8.        Une imagerie par résonance magnétique (ci-après : IRM) a été effectuée le 27 juin 2016. Selon les docteurs J______, médecin chef de clinique en radiologie, et K______, médecin interne en radiologie, l’IRM cérébrale était d’aspect superposable au comparatif et dans la norme pour l’âge.

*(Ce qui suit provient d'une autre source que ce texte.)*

use crate::error::Result;
use crate::filter::FilterSelection;
use crate::models::DishEntry;
use crate::period::share;

use super::{require_data, Metric, Report, ReportTable, Value};

pub fn build(entries: &[DishEntry], filter: &FilterSelection) -> Result<Report> {
    let mut rows = filter.apply(entries);
    require_data(&rows)?;
    rows.sort_by(|a, b| b.total_revenue().total_cmp(&a.total_revenue()));

    let total_cost: f64 = rows.iter().map(|r| r.total_cost()).sum();
    let total_revenue: f64 = rows.iter().map(|r| r.total_revenue()).sum();

    let mut report = Report::new("Dish Level Costing");
    report.metrics = vec![
        Metric::new("Total Cost Value", Value::Whole(total_cost)).cost(),
        Metric::new("Total Revenue", Value::Whole(total_revenue)),
        Metric::new(
            "Food Cost %",
            Value::Percent(Some(share(total_cost, total_revenue).unwrap_or(0.0))),
        )
        .cost(),
    ];

    let mut table = ReportTable::new(
        "items",
        "Item-wise Food Cost Details",
        &[
            "Item Name",
            "Cost Price",
            "Selling Qty",
            "Total Cost",
            "Total Revenue",
            "% of Cost",
            "% of Margin",
        ],
    );
    for r in &rows {
        let cost_pct = share(r.total_cost(), r.total_revenue());
        table.push(vec![
            Value::text(&r.item),
            Value::Money(r.cost_price),
            Value::Qty(r.selling_qty),
            Value::Money(r.total_cost()),
            Value::Money(r.total_revenue()),
            Value::Percent(cost_pct),
            Value::Percent(cost_pct.map(|p| 100.0 - p)),
        ]);
    }
    report.tables.push(table);
    Ok(report)
}
use std::sync::Once;

use tracing_subscriber::{fmt, EnvFilter};

static TRACING_INIT: Once = Once::new();

/// Install the stderr subscriber. `RUST_LOG` overrides `level`.
pub fn init(level: &str) {
    TRACING_INIT.call_once(|| {
        let filter =
            EnvFilter::try_from_default_env().unwrap_or_else(|_| EnvFilter::new(level));
        fmt()
            .with_env_filter(filter)
            .with_writer(std::io::stderr)
            .with_target(false)
            .init();
    });
}
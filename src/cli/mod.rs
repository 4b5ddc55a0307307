pub mod init;
pub mod report;
pub mod status;
pub mod swiggy;
pub mod weeks;

use std::path::PathBuf;

use chrono::NaiveDate;
use clap::{Args, Parser, Subcommand, ValueEnum};

use crate::calendar::parse_week_label;
use crate::error::{OutletError, Result};
use crate::filter::{FilterSelection, Selection};
use crate::loader::{parse_date, parse_month};
use crate::reports::sales_growth::parse_day;
use crate::settings::{load_settings, Settings};

#[derive(Parser)]
#[command(
    name = "outletbook",
    version,
    about = "Reporting for a restaurant chain: P&L, cash, food cost, inventory, sales and Swiggy reconciliation."
)]
pub struct Cli {
    /// Log at debug level (RUST_LOG still wins)
    #[arg(long, short, global = true)]
    pub verbose: bool,

    #[command(subcommand)]
    pub command: Commands,
}

#[derive(Subcommand)]
pub enum Commands {
    /// Write settings and create the data directory.
    Init {
        /// Directory holding the source extracts (default: ~/Documents/outletbook)
        #[arg(long = "data-dir")]
        data_dir: Option<String>,
        /// Name shown on reports
        #[arg(long)]
        user: Option<String>,
    },
    /// Show settings and which source files are present.
    Status,
    /// List the Swiggy settlement weeks of a month.
    Weeks {
        /// Month: YYYY-MM
        month: String,
    },
    /// Render a report view.
    Report {
        #[command(subcommand)]
        command: ReportCommands,
    },
    /// Consolidate and reconcile Swiggy orders.
    Swiggy {
        #[command(subcommand)]
        command: SwiggyCommands,
    },
}

/// Filter flags shared by every view. Repeat a flag to select several values;
/// `All` or `Select All` clears the dimension.
#[derive(Args, Debug, Clone, Default)]
pub struct FilterArgs {
    /// Year, e.g. 2024
    #[arg(long)]
    pub year: Vec<String>,
    /// Month number or name, e.g. 3 or March
    #[arg(long)]
    pub month: Vec<String>,
    /// Location / outlet name
    #[arg(long)]
    pub location: Vec<String>,
    /// Week label (Swiggy: "YYYY-MM-DD - YYYY-MM-DD"; sales growth: "DD Mon - DD Mon")
    #[arg(long)]
    pub week: Vec<String>,
    /// Start date: DD-MM-YYYY
    #[arg(long = "from")]
    pub from_date: Option<String>,
    /// End date: DD-MM-YYYY
    #[arg(long = "to")]
    pub to_date: Option<String>,
}

fn parse_year(raw: &str) -> Result<i32> {
    raw.parse()
        .map_err(|_| OutletError::InvalidArgument(format!("year '{raw}'")))
}

fn parse_bound(raw: &Option<String>) -> Result<Option<NaiveDate>> {
    raw.as_deref()
        .map(|s| parse_date(s).ok_or_else(|| OutletError::InvalidDate(s.to_string())))
        .transpose()
}

impl FilterArgs {
    pub fn selection(&self) -> Result<FilterSelection> {
        let selection = FilterSelection {
            years: Selection::parse(&self.year, parse_year)?,
            months: Selection::parse(&self.month, |m| {
                parse_month(m).ok_or_else(|| OutletError::UnknownMonth(m.to_string()))
            })?,
            locations: Selection::parse(&self.location, |l| Ok(l.to_string()))?,
            weeks: Selection::parse(&self.week, |w| Ok(w.to_string()))?,
            ..FilterSelection::default()
        };
        selection.with_date_range(parse_bound(&self.from_date)?, parse_bound(&self.to_date)?)
    }

    /// Like [`selection`](Self::selection), with weeks checked as settlement
    /// week labels.
    pub fn settlement_selection(&self) -> Result<FilterSelection> {
        let selection = self.selection()?;
        if let Some(labels) = selection.weeks.values() {
            if let Some(bad) = labels.iter().find(|l| parse_week_label(l).is_none()) {
                return Err(OutletError::InvalidArgument(format!(
                    "week '{bad}' (expected YYYY-MM-DD - YYYY-MM-DD)"
                )));
            }
        }
        Ok(selection)
    }
}

#[derive(Args, Debug, Clone, Default)]
pub struct OutputArgs {
    /// Read this file (or folder) instead of the configured source
    #[arg(long)]
    pub source: Option<String>,
    /// Also write the table(s) as CSV to this path
    #[arg(long)]
    pub csv: Option<String>,
}

#[derive(Subcommand)]
pub enum ReportCommands {
    /// Profit & Loss with previous-period comparison.
    Pnl {
        #[command(flatten)]
        filters: FilterArgs,
        #[command(flatten)]
        output: OutputArgs,
    },
    /// Expected vs actual cash sales.
    CashVariance {
        #[command(flatten)]
        filters: FilterArgs,
        #[command(flatten)]
        output: OutputArgs,
    },
    /// Ideal vs actual food cost.
    FoodCost {
        #[command(flatten)]
        filters: FilterArgs,
        #[command(flatten)]
        output: OutputArgs,
    },
    /// Inventory consumption by item.
    InventoryConsumption {
        #[command(flatten)]
        filters: FilterArgs,
        #[command(flatten)]
        output: OutputArgs,
    },
    /// Closing stock loss by item.
    InventoryLoss {
        #[command(flatten)]
        filters: FilterArgs,
        #[command(flatten)]
        output: OutputArgs,
    },
    /// Dish level costing and margins.
    DishCosting {
        #[command(flatten)]
        filters: FilterArgs,
        #[command(flatten)]
        output: OutputArgs,
    },
    /// Sales trend against the previous window.
    SalesGrowth {
        #[command(flatten)]
        filters: FilterArgs,
        /// Day: DD-Mon-YYYY
        #[arg(long)]
        day: Vec<String>,
        #[command(flatten)]
        output: OutputArgs,
    },
    /// Swiggy POS sales by settlement week.
    Swiggy {
        #[command(flatten)]
        filters: FilterArgs,
        /// Restaurant id mapping table
        #[arg(long)]
        mapping: Option<String>,
        #[command(flatten)]
        output: OutputArgs,
    },
}

#[derive(Debug, Clone, Copy, PartialEq, Eq, ValueEnum)]
pub enum FeedArg {
    Pos,
    Platform,
}

#[derive(Subcommand)]
pub enum SwiggyCommands {
    /// Merge raw exports into one sheet.
    Consolidate {
        feed: FeedArg,
        /// Folder with the raw exports
        #[arg(long)]
        input: Option<String>,
        /// Output CSV
        #[arg(long)]
        output: Option<String>,
    },
    /// Match POS orders against the Swiggy payout sheet.
    Reconcile {
        #[command(flatten)]
        filters: FilterArgs,
        /// Consolidated POS orders
        #[arg(long)]
        pos: Option<String>,
        /// Consolidated platform orders
        #[arg(long)]
        platform: Option<String>,
        /// Also write the tables as CSV to this path
        #[arg(long)]
        csv: Option<String>,
    },
}

/// Explicit per-invocation state handed to every command.
#[derive(Debug, Clone)]
pub struct Session {
    pub settings: Settings,
    pub user: String,
}

impl Session {
    pub fn load() -> Self {
        Self::new(load_settings())
    }

    pub fn new(settings: Settings) -> Self {
        let user = settings.user_name.clone();
        Self { settings, user }
    }

    /// `--source` if given, otherwise the configured source.
    pub fn source_path(&self, given: Option<&str>, configured: &str) -> PathBuf {
        self.settings.resolve(given.unwrap_or(configured))
    }
}

pub(crate) fn parse_days(raw: &[String]) -> Result<Selection<NaiveDate>> {
    Selection::parse(raw, parse_day)
}
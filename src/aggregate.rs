//! Group-by aggregation over in-memory fact rows.

use std::collections::BTreeMap;

#[derive(Debug, Clone, Copy, PartialEq, Eq)]
pub enum Agg {
    Sum,
    Mean,
}

type KeyFn<'a, R> = Box<dyn Fn(&R) -> String + 'a>;
type ValueFn<'a, R> = Box<dyn Fn(&R) -> f64 + 'a>;

struct Measure<'a, R> {
    name: &'static str,
    agg: Agg,
    value: ValueFn<'a, R>,
}

/// Grouping keys and measures for one table.
pub struct Aggregator<'a, R> {
    keys: Vec<(&'static str, KeyFn<'a, R>)>,
    measures: Vec<Measure<'a, R>>,
}

impl<'a, R> Default for Aggregator<'a, R> {
    fn default() -> Self {
        Self {
            keys: Vec::new(),
            measures: Vec::new(),
        }
    }
}

impl<'a, R> Aggregator<'a, R> {
    pub fn new() -> Self {
        Self::default()
    }

    pub fn group_by(mut self, name: &'static str, key: impl Fn(&R) -> String + 'a) -> Self {
        self.keys.push((name, Box::new(key)));
        self
    }

    pub fn sum(self, name: &'static str, value: impl Fn(&R) -> f64 + 'a) -> Self {
        self.measure(name, Agg::Sum, value)
    }

    pub fn mean(self, name: &'static str, value: impl Fn(&R) -> f64 + 'a) -> Self {
        self.measure(name, Agg::Mean, value)
    }

    fn measure(mut self, name: &'static str, agg: Agg, value: impl Fn(&R) -> f64 + 'a) -> Self {
        self.measures.push(Measure {
            name,
            agg,
            value: Box::new(value),
        });
        self
    }

    pub fn run<'r, I>(&self, records: I) -> Grouped
    where
        I: IntoIterator<Item = &'r R>,
        R: 'r,
    {
        let mut acc: BTreeMap<Vec<String>, (Vec<f64>, usize)> = BTreeMap::new();
        for record in records {
            let key: Vec<String> = self.keys.iter().map(|(_, k)| k(record)).collect();
            let entry = acc
                .entry(key)
                .or_insert_with(|| (vec![0.0; self.measures.len()], 0));
            for (slot, m) in entry.0.iter_mut().zip(&self.measures) {
                *slot += (m.value)(record);
            }
            entry.1 += 1;
        }

        let groups = acc
            .into_iter()
            .map(|(keys, (sums, count))| {
                let values = sums
                    .iter()
                    .zip(&self.measures)
                    .map(|(sum, m)| match m.agg {
                        Agg::Sum => *sum,
                        Agg::Mean => sum / count as f64,
                    })
                    .collect();
                Group { keys, values, count }
            })
            .collect();

        Grouped {
            key_names: self.keys.iter().map(|(n, _)| *n).collect(),
            measure_names: self.measures.iter().map(|m| m.name).collect(),
            groups,
        }
    }
}

#[derive(Debug, Clone, PartialEq)]
pub struct Group {
    pub keys: Vec<String>,
    pub values: Vec<f64>,
    pub count: usize,
}

#[derive(Debug, Clone, PartialEq)]
pub struct Grouped {
    pub key_names: Vec<&'static str>,
    pub measure_names: Vec<&'static str>,
    pub groups: Vec<Group>,
}

impl Grouped {
    fn measure_index(&self, name: &str) -> Option<usize> {
        self.measure_names.iter().position(|n| *n == name)
    }

    pub fn is_empty(&self) -> bool {
        self.groups.is_empty()
    }

    pub fn get(&self, keys: &[&str]) -> Option<&Group> {
        self.groups
            .iter()
            .find(|g| g.keys.iter().map(String::as_str).eq(keys.iter().copied()))
    }

    /// A measure of one group, 0 when the measure is unknown.
    pub fn value(&self, group: &Group, measure: &str) -> f64 {
        self.measure_index(measure)
            .and_then(|i| group.values.get(i).copied())
            .unwrap_or(0.0)
    }

    /// Sum of a measure across all groups.
    pub fn total(&self, measure: &str) -> f64 {
        self.groups.iter().map(|g| self.value(g, measure)).sum()
    }

    /// Mean of a measure across groups (not records).
    pub fn mean_of_groups(&self, measure: &str) -> f64 {
        if self.groups.is_empty() {
            return 0.0;
        }
        self.total(measure) / self.groups.len() as f64
    }

    /// Divide one measure of every group by `divisor`; a zero divisor is ignored.
    pub fn scale(&mut self, measure: &str, divisor: f64) {
        if divisor == 0.0 {
            return;
        }
        if let Some(i) = self.measure_index(measure) {
            for g in &mut self.groups {
                g.values[i] /= divisor;
            }
        }
    }
}

/// Sum `value` over the records matching `pred`.
pub fn sum_where<'r, R: 'r, I>(records: I, pred: impl Fn(&R) -> bool, value: impl Fn(&R) -> f64) -> f64
where
    I: IntoIterator<Item = &'r R>,
{
    records.into_iter().filter(|r| pred(r)).map(|r| value(r)).sum()
}

#[cfg(test)]
mod tests {
    use super::*;

    struct Row {
        item: &'static str,
        uom: &'static str,
        price: f64,
        qty: f64,
    }

    fn rows() -> Vec<Row> {
        vec![
            Row { item: "Onion", uom: "kg", price: 30.0, qty: 10.0 },
            Row { item: "Onion", uom: "kg", price: 40.0, qty: 5.0 },
            Row { item: "Milk", uom: "ltr", price: 50.0, qty: 20.0 },
        ]
    }

    fn aggregator<'a>() -> Aggregator<'a, Row> {
        Aggregator::new()
            .group_by("Item", |r: &Row| r.item.to_string())
            .group_by("UOM", |r: &Row| r.uom.to_string())
            .mean("Price", |r: &Row| r.price)
            .sum("Qty", |r: &Row| r.qty)
    }

    #[test]
    fn test_groups_sum_and_mean() {
        let data = rows();
        let grouped = aggregator().run(&data);
        assert_eq!(grouped.groups.len(), 2);
        let onion = grouped.get(&["Onion", "kg"]).unwrap();
        assert_eq!(grouped.value(onion, "Price"), 35.0);
        assert_eq!(grouped.value(onion, "Qty"), 15.0);
        assert_eq!(onion.count, 2);
        assert_eq!(grouped.total("Qty"), 35.0);
        assert_eq!(grouped.mean_of_groups("Price"), 42.5);
    }

    #[test]
    fn test_groups_are_ordered_by_key() {
        let data = rows();
        let grouped = aggregator().run(&data);
        let names: Vec<_> = grouped.groups.iter().map(|g| g.keys[0].as_str()).collect();
        assert_eq!(names, vec!["Milk", "Onion"]);
    }

    #[test]
    fn test_aggregation_is_filter_order_independent() {
        let data = rows();
        let filtered_first: Vec<&Row> = data.iter().filter(|r| r.item == "Onion").collect();
        let a = aggregator().run(filtered_first.iter().copied());
        let b = aggregator().run(&data);
        assert_eq!(a.get(&["Onion", "kg"]), b.get(&["Onion", "kg"]));
    }

    #[test]
    fn test_scale_and_empty() {
        let data = rows();
        let mut grouped = aggregator().run(&data);
        grouped.scale("Qty", 5.0);
        assert_eq!(grouped.total("Qty"), 7.0);
        grouped.scale("Qty", 0.0);
        assert_eq!(grouped.total("Qty"), 7.0);
        let empty = aggregator().run(std::iter::empty());
        assert!(empty.is_empty());
        assert_eq!(empty.mean_of_groups("Price"), 0.0);
    }

    #[test]
    fn test_sum_where() {
        let data = rows();
        assert_eq!(sum_where(&data, |r: &Row| r.item == "Milk", |r: &Row| r.qty), 20.0);
    }
}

9.        Dans un rapport médical du 16 août 2016, la Dresse I______, cheffe de clinique au département des neurosciences cliniques des HUG, a retenu les diagnostics de trouble neurologique fonctionnel probable (baisse de l’acuité visuelle de l’œil droit et hémisyndrome sensitivo-moteur droit fluctuant) et de mydriase aréactive bilatérale pharmacologique. Le 3 mai 2015, dans les suites d’une intervention en tant que pompier, l’assurée avait présenté l’apparition brusque au réveil d’une baisse de l’acuité visuelle de l’œil droit pour laquelle un bilan étendu n’avait pas révélé de pathologie oculaire ni cérébrale, avec mise en évidence de signes positifs pour un trouble neurologique fonctionnel, à savoir une nette amélioration de la vision lors de manipulation optique. Depuis lors, de façon intermittente, l’assurée remarquait un engourdissement au niveau de sa jambe droite et parfois de son bras droit. S’était surajoutée, quelques mois plus tard, une symptomatologie de mydriase aréactive d’abord uniquement de l’œil droit puis bilatérale dans les vingt-quatre heures suivant l’examen neuro-ophtalmologique et la prescription de Myrtaven et Augentonicum collyre. Il n’y avait pas d’autres plaintes neurologiques. Sur le plan psychiatrique, l’assurée avait eu lors de son arrivée en Suisse, un suivi psychiatrique ambulatoire mais en gardait une très mauvaise expérience. Un trouble neurologique fonctionnel pouvait survenir dans les suites d’un traumatisme mineur physique ou psychologique. La prise en charge résidait en une adaptation du symptôme physique et un soutien psychologique, qui paraissait à la Dresse I______ nécessaire également pour le problème de mydriase. La Dresse I______ restait à disposition pour organiser le suivi psychiatrique si l’assurée se décidait à l’entreprendre ou pour la revoir si de nouveaux symptômes neurologiques latéralisés devaient apparaître, notamment dans le cas d’une réapparition des troubles sensitifs hémicorporels droits.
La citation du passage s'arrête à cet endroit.